Furthermore I am citing Osha for neglect and intentionally leaving a hazard to safety

That the energized equipment at the Ontario Mills Mall where the incident occurred was and still is in violation of code, of the National Electrical code, and was and still is an hazard is unsafe.

That it is not only my contention, but that it is an ABSOLUTE FACT, and unassailable certainty, that IF THE EQUIPMENT HAD BEEN BUILT AND DESIGNED OCCORDING TO CODE, And/or COMMON SENSE AND PRACTICE THE ACCIDENT WOULD NOT HAVE OCCURRED, This is not merely to say that the accident could have been prevented, but far more simply said, The accident would have been impossible to occur.

For had the conventional disconnects, (Circuit breakers) had been visible, the employee, as any other persons, would have simply flipped the appropriate disconnect without harm or incident to himself

As the employer previous to the incident I was not aware of the fact that the energized equipment was in violation of code and standard practice.

And as an employer having been 35 years of experience, in all the 35 years of my experience, I never once have seen or encountered such odd and illogical and unsafe manner of equipment.

When therefore I pointed to the employee the location of the electrical room and instructed the employee to disconnect power to the unit # 319 I fully expected for him to find a switchgear section built and marked according to standard practice, which as such is equipment built according to code, National Electrical code.

I therefore fully expected him to find clearly marked disconnect, which if not directly visible would be behind a conventional door, like something with a handle on it, something obvious as being a door or cover shielding disconnects.

But at no time would I have expected, as neither my employee did, that one would have to UNSCREW a cover plate in order to expose disconnects, since by standard practice the only thing behind screwed on cover plates are the energized bars, and or wiring, NOT disconnects.

The CAUSE of the accident is ONLY and CLEARLY the UNSAFE construction of the equipment.  Had it been built according to code, this accident would not and could not have occurred

JET AGE M.A.C     Electrical Contractors

TO:  State of California                         July 3-1997

Dept. of Industrial relations

Att:   Richard H Stone

Dear Mr. Stone

Attached Newspaper report may or may not be of interest to you in the case regarding Eric Wellenreuther.

Not all is correct, Mall employees did not shut off five other stores, their power was cut by the short causing the 1200 amp main to trip on its ground fault, while Electricians working next door came to turn that main back on.

JET AGE M.A.C     Electrical Contractors

TO:  State of California                         July 3-1997

Dept. of Industrial relations

Att:   Richard H Stone

Dear Mr. Stone

Herewith faxed copy of employer's report of occupational injury.  And the doctor’s first report

And, I went through the whole file for an Employers written IIPP program paper, but found no such copy, the papers which I surmised might have been it, were letters or copies regarding Injury report, and Workers compensation rates etc.

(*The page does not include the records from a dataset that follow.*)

#[cfg(test)]
mod tests {
    use super::*;
    use std::collections::BTreeMap;
    use walkdir::WalkDir;
    use crate::title::testdata::{self, FixtureFile, RawEntry};

    fn extracted_files(dir: &Path) -> BTreeMap<String, Vec<u8>> {
        WalkDir::new(dir)
            .into_iter()
            .map(|entry| entry.unwrap())
            .filter(|entry| entry.file_type().is_file())
            .map(|entry| {
                let rel = entry.path().strip_prefix(dir).unwrap().to_string_lossy().replace('\\', "/");
                (rel, fs::read(entry.path()).unwrap())
            })
            .collect()
    }

    fn nested_entries(depth: u32) -> Vec<RawEntry> {
        // Entry i (1-based) is a directory holding everything after it; the last entry is a file.
        let count = depth + 2;
        let mut entries: Vec<RawEntry> = (1..=depth)
            .map(|i| RawEntry::dir(&format!("d{}", i), i - 1, count))
            .collect();
        entries.push(RawEntry::file("deep.bin", 0, 0x10, 0, 1));
        entries
    }

    #[test]
    fn test_parse_fst() {
        let data = testdata::fst_bytes(&[
            RawEntry::file("a.bin", 0, 10, 0, 1),
            RawEntry::dir("sub", 0, 4),
            RawEntry::file("b.bin", 1, 20, 0x0004, 2),
        ]);
        let fst = FST::from_bytes(&data).unwrap();
        assert_eq!(fst.header().magic, FST_MAGIC);
        assert_eq!(fst.header().partition_count, 1);
        assert_eq!(fst.infos().len(), 1);
        assert_eq!(fst.entry_count(), 4);
        assert!(fst.entries()[0].is_dir());
        assert_eq!(fst.name(1).unwrap(), "a.bin");
        assert_eq!(fst.name(2).unwrap(), "sub");
        assert_eq!(fst.entries()[1].byte_offset(), 0);
        assert_eq!(fst.entries()[3].byte_offset(), 1);
        let items = fst.walk().unwrap();
        assert_eq!(items, vec![
            FSTItem { index: 1, path: PathBuf::from("a.bin"), kind: FSTItemKind::File },
            FSTItem { index: 2, path: PathBuf::from("sub"), kind: FSTItemKind::Directory },
            FSTItem { index: 3, path: PathBuf::from("sub").join("b.bin"), kind: FSTItemKind::File },
        ]);
    }

    #[test]
    fn test_entry_flags() {
        let entry = FEntry { entry_type: 0x80, name_offset: 0, offset: 3, length: 0, flags: 0x0400, content_id: 0 };
        assert!(entry.is_skipped());
        assert!(!entry.is_dir());
        assert!(entry.is_hashed());
        assert_eq!(entry.byte_offset(), 0x60);
        let entry = FEntry { flags: 0x0044, ..entry };
        assert!(entry.is_hashed());
        assert_eq!(entry.byte_offset(), 3);
    }

    #[test]
    fn test_directories_close() {
        let data = testdata::fst_bytes(&[
            RawEntry::dir("x", 0, 4),
            RawEntry::dir("y", 1, 4),
            RawEntry::file("in_y.bin", 0, 1, 0, 1),
            RawEntry::file("top.bin", 0, 1, 0, 1),
        ]);
        let fst = FST::from_bytes(&data).unwrap();
        let paths: Vec<PathBuf> = fst.walk().unwrap().into_iter().map(|item| item.path).collect();
        assert_eq!(paths, vec![
            PathBuf::from("x"),
            PathBuf::from("x").join("y"),
            PathBuf::from("x").join("y").join("in_y.bin"),
            PathBuf::from("top.bin"),
        ]);
    }

    #[test]
    fn test_not_fst() {
        let mut data = testdata::fst_bytes(&[]);
        data[0] = 0;
        assert!(matches!(FST::from_bytes(&data), Err(FSTError::NotFSTData(0x00535400))));
    }

    #[test]
    fn test_too_many_entries() {
        let mut data = testdata::fst_bytes(&[]);
        data[8..12].copy_from_slice(&90001u32.to_be_bytes());
        assert!(matches!(FST::from_bytes(&data), Err(FSTError::TooManyEntries(90001))));
        let mut data = testdata::fst_bytes(&[]);
        // Root entry length, right after the header and the single partition.
        data[0x48..0x4C].copy_from_slice(&90001u32.to_be_bytes());
        assert!(matches!(FST::from_bytes(&data), Err(FSTError::TooManyEntries(90001))));
    }

    #[test]
    fn test_truncated_table() {
        let mut data = testdata::fst_bytes(&[RawEntry::file("a.bin", 0, 10, 0, 1)]);
        data[0x48..0x4C].copy_from_slice(&1000u32.to_be_bytes());
        assert!(matches!(FST::from_bytes(&data), Err(FSTError::IO(_))));
        assert!(matches!(FST::from_bytes(&data[..0x30]), Err(FSTError::IO(_))));
    }

    #[test]
    fn test_too_many_levels() {
        let fst = FST::from_bytes(&testdata::fst_bytes(&nested_entries(16))).unwrap();
        let items = fst.walk().unwrap();
        assert_eq!(items.last().unwrap().path.components().count(), 17);
        let fst = FST::from_bytes(&testdata::fst_bytes(&nested_entries(17))).unwrap();
        assert!(matches!(fst.walk(), Err(FSTError::TooManyLevels(17))));
    }

    #[test]
    fn test_invalid_names() {
        for bad in ["..", ".", "a/b", "a\\b", ""] {
            let fst = FST::from_bytes(&testdata::fst_bytes(&[RawEntry::file(bad, 0, 1, 0, 1)])).unwrap();
            assert!(matches!(fst.walk(), Err(FSTError::InvalidFileName { index: 1, .. })), "name {:?}", bad);
        }
        let mut fst = FST::from_bytes(&testdata::fst_bytes(&[RawEntry::file("a", 0, 1, 0, 1)])).unwrap();
        fst.entries[1].name_offset = 0x00FFFFFF;
        assert!(matches!(fst.walk(), Err(FSTError::InvalidNameOffset(1))));
    }

    #[test]
    fn test_invalid_directory() {
        let fst = FST::from_bytes(&testdata::fst_bytes(&[RawEntry::dir("d", 0, 9)])).unwrap();
        assert!(matches!(fst.walk(), Err(FSTError::InvalidDirectory { index: 1, next: 9 })));
    }

    #[test]
    fn test_extract_two_files() {
        let fixture = testdata::title_fixture(&[
            FixtureFile::plain("a.bin", 10),
            FixtureFile::plain("sub/b.bin", 20),
        ]);
        let dest = tempfile::tempdir().unwrap();
        let decryptor = ContentDecryptor::new(testdata::TITLE_KEY);
        let mut extractor = FSTExtractor::new(&fixture.tmd, &decryptor, fixture.source.path());
        assert_eq!(extractor.state(), ExtractState::Idle);
        let summary = extractor.extract(&fixture.fst, dest.path(), ExtractOptions::default()).unwrap();
        assert_eq!(extractor.state(), ExtractState::Done);
        assert_eq!(summary, ExtractSummary { files: 2, skipped: 0, bytes: 30 });
        let files = extracted_files(dest.path());
        assert_eq!(files.len(), 2);
        assert_eq!(files["a.bin"].len(), 10);
        assert_eq!(files["sub/b.bin"].len(), 20);
        assert_eq!(files, fixture.expected());
    }

    #[test]
    fn test_extract_many_files() {
        let fixture = testdata::title_fixture(&[
            FixtureFile::plain("root.txt", 0x21),
            FixtureFile::plain("code/app.rpx", 0x9001),
            FixtureFile::plain_bytes("code/app.xml", 0x155),
            FixtureFile::hashed("content/data/level1.bin", 0x10000),
            FixtureFile::hashed("content/data/level2.bin", 0x123),
            FixtureFile::hashed("content/empty.bin", 0),
            FixtureFile::plain("meta/meta.xml", 0x400),
        ]);
        let dest = tempfile::tempdir().unwrap();
        let decryptor = ContentDecryptor::new(testdata::TITLE_KEY);
        let mut extractor = FSTExtractor::new(&fixture.tmd, &decryptor, fixture.source.path());
        let summary = extractor.extract(&fixture.fst, dest.path(), ExtractOptions::default()).unwrap();
        assert_eq!(summary.files, 7);
        assert_eq!(extracted_files(dest.path()), fixture.expected());
    }

    #[test]
    fn test_extract_skipped_entry() {
        let fixture = testdata::title_fixture(&[
            FixtureFile::plain("kept.bin", 0x40),
            FixtureFile::skipped("marker/skip.bin"),
        ]);
        let dest = tempfile::tempdir().unwrap();
        let decryptor = ContentDecryptor::new(testdata::TITLE_KEY);
        let mut extractor = FSTExtractor::new(&fixture.tmd, &decryptor, fixture.source.path());
        let summary = extractor.extract(&fixture.fst, dest.path(), ExtractOptions::default()).unwrap();
        assert_eq!(summary, ExtractSummary { files: 1, skipped: 1, bytes: 0x40 });
        assert!(!dest.path().join("marker").exists());
        assert_eq!(extracted_files(dest.path()).len(), 1);
    }

    #[test]
    fn test_extract_too_deep_writes_nothing() {
        let fixture = testdata::title_fixture_from_entries(nested_entries(17), &[0u8; 0x20]);
        let dest = tempfile::tempdir().unwrap();
        let out = dest.path().join("out");
        let decryptor = ContentDecryptor::new(testdata::TITLE_KEY);
        let mut extractor = FSTExtractor::new(&fixture.tmd, &decryptor, fixture.source.path());
        let result = extractor.extract(&fixture.fst, &out, ExtractOptions::default());
        assert!(matches!(result, Err(FSTError::TooManyLevels(_))));
        assert_eq!(extractor.state(), ExtractState::Aborted);
        assert!(!out.exists());
    }

    #[test]
    fn test_extract_bad_content_reference() {
        let entries = vec![RawEntry::file("a.bin", 0, 0x10, 0, 7)];
        let fixture = testdata::title_fixture_from_entries(entries, &[0u8; 0x20]);
        let dest = tempfile::tempdir().unwrap();
        let decryptor = ContentDecryptor::new(testdata::TITLE_KEY);
        let mut extractor = FSTExtractor::new(&fixture.tmd, &decryptor, fixture.source.path());
        let result = extractor.extract(&fixture.fst, dest.path(), ExtractOptions::default());
        assert!(matches!(result, Err(FSTError::InvalidContentReference { index: 1, content_id: 7 })));
    }

    #[test]
    fn test_extract_missing_content() {
        let fixture = testdata::title_fixture(&[FixtureFile::plain("a.bin", 10)]);
        for entry in fs::read_dir(fixture.source.path()).unwrap() {
            let path = entry.unwrap().path();
            if path.file_name().unwrap().to_string_lossy().starts_with("0000000B") {
                fs::remove_file(path).unwrap();
            }
        }
        let dest = tempfile::tempdir().unwrap();
        let decryptor = ContentDecryptor::new(testdata::TITLE_KEY);
        let mut extractor = FSTExtractor::new(&fixture.tmd, &decryptor, fixture.source.path());
        let result = extractor.extract(&fixture.fst, dest.path(), ExtractOptions::default());
        assert!(matches!(result, Err(FSTError::Content(ContentError::ContentNotFound(0x0B, _)))));
    }

    #[test]
    fn test_extract_cancel_and_progress() {
        let fixture = testdata::title_fixture(&[
            FixtureFile::plain("one.bin", 1),
            FixtureFile::plain("two.bin", 2),
            FixtureFile::plain("three.bin", 3),
        ]);
        let decryptor = ContentDecryptor::new(testdata::TITLE_KEY);

        let dest = tempfile::tempdir().unwrap();
        let mut reports = Vec::new();
        let mut record = |done: u32, total: u32| reports.push((done, total));
        let options = ExtractOptions { cancel_flag: None, progress: Some(&mut record) };
        let mut extractor = FSTExtractor::new(&fixture.tmd, &decryptor, fixture.source.path());
        extractor.extract(&fixture.fst, dest.path(), options).unwrap();
        assert_eq!(reports, vec![(2, 4), (3, 4), (4, 4)]);

        let dest = tempfile::tempdir().unwrap();
        let cancel = AtomicBool::new(false);
        let mut seen = 0;
        let mut cancel_after_first = |_: u32, _: u32| {
            seen += 1;
            cancel.store(true, Ordering::Relaxed);
        };
        let options = ExtractOptions { cancel_flag: Some(&cancel), progress: Some(&mut cancel_after_first) };
        let mut extractor = FSTExtractor::new(&fixture.tmd, &decryptor, fixture.source.path());
        let result = extractor.extract(&fixture.fst, dest.path(), options);
        assert!(matches!(result, Err(FSTError::Cancelled)));
        assert_eq!(extractor.state(), ExtractState::Aborted);
        assert_eq!(seen, 1);
        assert_eq!(extracted_files(dest.path()).len(), 1);
    }

    #[test]
    fn test_extract_progress_ends_at_total() {
        let fixture = testdata::title_fixture_from_entries(
            vec![RawEntry::file("a.bin", 0, 0x10, 0, 1), RawEntry::dir("empty", 0, 3)],
            &[0u8; 0x20],
        );
        let decryptor = ContentDecryptor::new(testdata::TITLE_KEY);
        let dest = tempfile::tempdir().unwrap();
        let mut reports = Vec::new();
        let mut record = |done: u32, total: u32| reports.push((done, total));
        let options = ExtractOptions { cancel_flag: None, progress: Some(&mut record) };
        let mut extractor = FSTExtractor::new(&fixture.tmd, &decryptor, fixture.source.path());
        extractor.extract(&fixture.fst, dest.path(), options).unwrap();
        assert_eq!(reports, vec![(2, 3), (3, 3)]);
        assert!(!dest.path().join("empty").exists());
    }

    #[test]
    fn test_extract_corrupt_hashed_content() {
        let fixture = testdata::title_fixture(&[FixtureFile::hashed("data.bin", 0x200)]);
        let path = content::find_content_file(fixture.source.path(), 0x0C).unwrap();
        let mut data = fs::read(&path).unwrap();
        data[0x400 + 0x80] ^= 0x01;
        fs::write(&path, data).unwrap();
        let dest = tempfile::tempdir().unwrap();
        let decryptor = ContentDecryptor::new(testdata::TITLE_KEY);
        let mut extractor = FSTExtractor::new(&fixture.tmd, &decryptor, fixture.source.path());
        let result = extractor.extract(&fixture.fst, dest.path(), ExtractOptions::default());
        assert!(matches!(result, Err(FSTError::Content(ContentError::HashMismatch { block: 0, .. }))));
    }
}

Is that paper supposed to be sent to me by the Workers insurance Co?  Or what?  Should I ask them for it?

Yours   Leonard Van Zanten.   Jet Age Mac.

Ps: Something that may have to do with your investigation.  It is clear from the National Electrical Code that the panel where the injury occurred is in violation thereof, To wit, the disconnects are not - as per code - readily accessible.  (Had they been, this injury could have been prevented.)

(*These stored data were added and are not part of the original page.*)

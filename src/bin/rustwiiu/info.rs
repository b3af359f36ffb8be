// info.rs from rustwiiu (c) 2025 NinjaCheetah & Contributors
// https://github.com/NinjaCheetah/rustwii
//
// Code for the info command in the rustwiiu CLI.

use std::fs;
use std::path::Path;
use anyhow::{bail, Context, Result};
use rustwiiu::title::{self, cert, fst, ticket, tmd};
use rustwiiu::title::commonkeys::KeyFamily;
use crate::filetypes::{identify_file_type, WiiUFileType};

// Avoids duplicated code, since both TMD and Ticket info print the TID in the same way.
fn print_tid(title_id: [u8; 8]) {
    println!("  Title ID: {}", hex::encode(title_id).to_uppercase());
}

// Wii U title versions are shown as a plain number prefixed with "v".
fn print_title_version(title_version: u16) {
    println!("  Title Version: v{}", title_version);
}

fn print_tmd_info(tmd: &tmd::TMD) {
    // Print all important keys from the TMD.
    println!("Title Info");
    print_tid(tmd.title_id());
    print_title_version(tmd.title_version());
    println!("  TMD Version: {}", tmd.tmd_version());
    println!("  Title Type: {}", tmd.title_kind());
    println!("  Required System Version: {:016X}", tmd.system_version());
    println!("  Group ID: {:04X}", tmd.group_id());
    println!("  Access Rights: {:08X}", tmd.access_rights());
    match tmd.key_family() {
        Some(family) => println!("  Certificate: {} ({})", tmd.signature_issuer(), family),
        None => println!("  Certificate Info: {} (Unknown)", tmd.signature_issuer()),
    }
    println!("  Has Certificates: {}", !tmd.certificates().is_empty());
    println!("\nContent Info");
    println!("  Total Contents: {}", tmd.content_records().len());
    println!("  Boot Content Index: {}", tmd.boot_index());
    println!("  Content Records:");
    for content in tmd.content_records().iter() {
        println!("    Content Index: {}", content.index);
        println!("      Content ID: {:08X}", content.content_id);
        println!("      Content Type: {}", content.content_type);
        println!("      Content Size: {} bytes", content.content_size);
        println!("      Content Hash: {}", hex::encode(&content.content_hash[..20]));
    }
}

fn print_ticket_info(ticket: &ticket::Ticket, family: Option<KeyFamily>) {
    // Print all important keys from the Ticket.
    println!("Ticket Info");
    print_tid(ticket.title_id());
    print_title_version(ticket.title_version());
    println!("  Ticket Version: {}", ticket.ticket_version());
    println!("  Ticket ID: {:016X}", ticket.ticket_id());
    if ticket.is_placeholder() {
        println!("  Signature: Placeholder (generated Ticket)");
    } else {
        println!("  Certificate: {}", ticket.signature_issuer());
    }
    println!("  Common Key Index: {}", ticket.common_key_index());
    println!("  Title Key (Encrypted): {}", hex::encode(ticket.title_key()));
    match family {
        Some(family) => println!("  Title Key (Decrypted): {} ({} common key)", hex::encode(ticket.title_key_dec(family)), family),
        None => {
            println!("  Title Key (Decrypted, Retail): {}", hex::encode(ticket.title_key_dec(KeyFamily::Retail)));
            println!("  Title Key (Decrypted, Development): {}", hex::encode(ticket.title_key_dec(KeyFamily::Development)));
        }
    }
    println!("  Sections: {} ({} header bytes)", ticket.section_count(), ticket.total_header_size());
}

fn print_cert_info(data: &[u8]) -> Result<()> {
    println!("Certificate Info");
    match cert::CertificateChain::from_bytes(data) {
        Ok(chain) => {
            println!("  Created By: {} {}", chain.header().app(), chain.header().app_version());
            println!("  File Type: {}", chain.header().file_type());
            println!("  Certificates:");
            for certificate in chain.certificates() {
                println!("    {} (key ID {:08X})", certificate.full_name(), certificate.key_id());
            }
        },
        Err(cert::CertificateError::NotPlaceholder(_)) => {
            println!("  Signed certificate chain ({} bytes)", data.len());
        },
        Err(e) => return Err(e).with_context(|| "The provided certificate file could not be parsed, and is likely invalid."),
    }
    Ok(())
}

fn print_title_info(dir: &Path) -> Result<()> {
    let title = title::Title::from_dir(dir).with_context(|| "The title in the provided directory could not be loaded.")?;
    print_tmd_info(&title.tmd);
    println!();
    print_ticket_info(&title.ticket, Some(title.key_family()));
    if title.ticket_generated() {
        println!("  (no Ticket found, Title Key was generated)");
    }
    println!();
    let fst_data = title.load_fst(dir).with_context(|| "The FST of the title could not be decrypted.")?;
    let fst = fst::FST::from_bytes(&fst_data).with_context(|| "The FST of the title is invalid.")?;
    let items = fst.walk().with_context(|| "The FST of the title is invalid.")?;
    let dirs = items.iter().filter(|item| item.kind == fst::FSTItemKind::Directory).count();
    println!("FST Info");
    println!("  Partitions: {}", fst.header().partition_count);
    println!("  Entries: {}", fst.entry_count());
    println!("  Directories: {}", dirs);
    println!("  Files: {}", items.len() - dirs);
    Ok(())
}

pub fn info(input: &str) -> Result<()> {
    let in_path = Path::new(input);
    if !in_path.exists() {
        bail!("Input file \"{}\" does not exist.", in_path.display());
    }
    match identify_file_type(input) {
        Some(WiiUFileType::Tmd) => {
            let tmd = tmd::TMD::from_bytes(&fs::read(in_path)?).with_context(|| "The provided TMD file could not be parsed, and is likely invalid.")?;
            print_tmd_info(&tmd);
        },
        Some(WiiUFileType::Ticket) => {
            let ticket = ticket::Ticket::from_bytes(&fs::read(in_path)?).with_context(|| "The provided Ticket file could not be parsed, and is likely invalid.")?;
            print_ticket_info(&ticket, None);
        },
        Some(WiiUFileType::Cert) => {
            print_cert_info(&fs::read(in_path)?)?;
        },
        Some(WiiUFileType::Directory) => {
            print_title_info(in_path)?;
        },
        None => {
            bail!("Information cannot be displayed for this file type.");
        }
    }
    Ok(())
}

Moreover what the Mall management referred to as A BOY, is in fact a 29 year old MAN with sufficient experience in the trade, I know him for years and hired him as my first employee since last February, and he is quite qualified, I would not want to lose him under any circumstance.

 

Leonard Van Zanten               Docket #  97-R3D3-2623  

TO: CAL OSHA  

From:                                         PREHEARING STATEMENT

Leonard Van Zanten  

Dba Jet Age M.A.C

Foremost, on the matter stated herein-after, I do not recognize the authority of Cal-OSHA, because the action and conduct of Cal-OSHA is construed with discrimination, with contempt, with malice, and with arrogance in violation of U.S, and State Constitutional rights, wherefore and whereby CAL OSHA is and was acting outside of its jurisdictional perimeter.  (Note 1)

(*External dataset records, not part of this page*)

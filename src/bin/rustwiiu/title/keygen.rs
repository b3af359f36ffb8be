// title/keygen.rs from rustwiiu (c) 2025 NinjaCheetah & Contributors
// https://github.com/NinjaCheetah/rustwii
//
// Code for the keygen, ticket, and cert commands in the rustwiiu CLI.

use std::fs;
use std::path::{Path, PathBuf};
use anyhow::{bail, Context, Result};
use hex::FromHex;
use rustwiiu::title::{cert, keygen, ticket, tmd};
use rustwiiu::title::commonkeys::KeyFamily;
use crate::title::parse_tid;

pub fn keygen(tid: &str, password: &Option<String>, dev: bool) -> Result<()> {
    let title_id = parse_tid(tid)?;
    let password = match password {
        Some(password) => password.parse::<keygen::KeygenPassword>()
            .with_context(|| format!("Unknown keygen password \"{}\". Known passwords are: {}", password,
                keygen::KeygenPassword::ALL.iter().map(|p| p.as_str()).collect::<Vec<_>>().join(", ")))?,
        None => keygen::KeygenPassword::default(),
    };
    let family = if dev { KeyFamily::Development } else { KeyFamily::Retail };
    let title_key = keygen::generate_title_key(title_id, password);
    let title_key_enc = keygen::generate_enc_title_key(title_id, password, family);
    println!("Title Key for {} (password \"{}\")", hex::encode(title_id).to_uppercase(), password);
    println!("  Decrypted: {}", hex::encode(title_key));
    println!("  Encrypted ({}): {}", family, hex::encode(title_key_enc));
    Ok(())
}

pub fn ticket(tid: &str, version: u16, key: &Option<String>, output: &Option<String>) -> Result<()> {
    let title_id = parse_tid(tid)?;
    let title_key_enc = match key {
        Some(key) => <[u8; 16]>::from_hex(key)
            .with_context(|| format!("The specified Title Key \"{}\" is not 32 hex characters.", key))?,
        None => keygen::generate_enc_title_key(title_id, keygen::KeygenPassword::default(), KeyFamily::Retail),
    };
    let out_path = match output {
        Some(output) => PathBuf::from(output),
        None => PathBuf::from("title.tik"),
    };
    ticket::synthesize_ticket(&out_path, title_id, title_key_enc, version)
        .with_context(|| format!("Failed to write Ticket \"{}\".", out_path.display()))?;
    println!("Ticket for {} v{} written to \"{}\".", hex::encode(title_id).to_uppercase(), version, out_path.display());
    Ok(())
}

pub fn cert(output: &Option<String>, tmd: &Option<String>, cetk: &Option<String>) -> Result<()> {
    let out_path = match output {
        Some(output) => PathBuf::from(output),
        None => PathBuf::from("title.cert"),
    };
    match (tmd, cetk) {
        (Some(tmd_path), Some(cetk_path)) => {
            let tmd_path = Path::new(tmd_path);
            let cetk_path = Path::new(cetk_path);
            if !tmd_path.is_file() {
                bail!("TMD \"{}\" could not be found.", tmd_path.display());
            }
            if !cetk_path.is_file() {
                bail!("Ticket \"{}\" could not be found.", cetk_path.display());
            }
            let tmd = tmd::TMD::from_bytes(&fs::read(tmd_path)?).with_context(|| "The provided TMD is invalid.")?;
            let cetk = fs::read(cetk_path)?;
            let chain = cert::assemble_cert_chain(&tmd, &cetk)
                .with_context(|| "The provided TMD and Ticket don't carry a full certificate chain.")?;
            fs::write(&out_path, chain).with_context(|| format!("Failed to write \"{}\".", out_path.display()))?;
            println!("Certificate chain assembled and written to \"{}\".", out_path.display());
        },
        _ => {
            cert::synthesize_certificate(&out_path)
                .with_context(|| format!("Failed to write \"{}\".", out_path.display()))?;
            println!("Placeholder certificate written to \"{}\".", out_path.display());
        }
    }
    Ok(())
}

Cal OSHA has made the accusation that an employee of mine became injured because I did not give him proper instructions, in the case where the Employee was to turn off power to a certain unit in an electrical room at the Ontario Mills Mall, city of Ontario Ca.  The charge of which is not only absurd, but malicious, since clearly:

In the first instant: It is not as such required of me to have given my employee such instruction,  (Note -2 & 5.)

In the second instant: I nevertheless did give him instruction, proper instructions, of which Mr. Richard W. Stone, who represented himself as an official of Cal-OSHA was very well aware.

As then the intend and malice of the Cal OSHA official (Mr. Stone) is one thing, (Note 3.)  His superiors, as Cal OSHA, appear to perpetrate that; if I send a man down the street to fetch something and he falls and hurts himself in a pit that had no safeguards around it - then it shall be my fault.  For what should I have done, perhaps to tell him to walk around the pit, or warned him about the facts that there were no safeguards?

But what makes you at Cal OSHA think that I even knew there was a pit?  Do you expect employers to be as Almighty God to know all things before they occur?  Or do you at Cal OSHA expect employers to walk in front of each of their employees just in case one might get hurt?  If that were the case, who needs employees?

No quite the contrary, I have a full right to expect from others to leave common tools -like switch-gear in safe conditions, especially since in all of my 30 year profession the switch-gear I have come up against contained the required safety measures, and why then should I have expected any different when I told my employee at the Ontario Mills Mall to disconnect the unit at its circuit switch?

What in fact are you at Cal OSHA saying?  - that I should have known that here was a union contractor who by all standards performed a lousy job, their work clearly un-professional and in violation of code, {Note 5] which as I later discovered was not only with the metering section but with the wiring and other items as well.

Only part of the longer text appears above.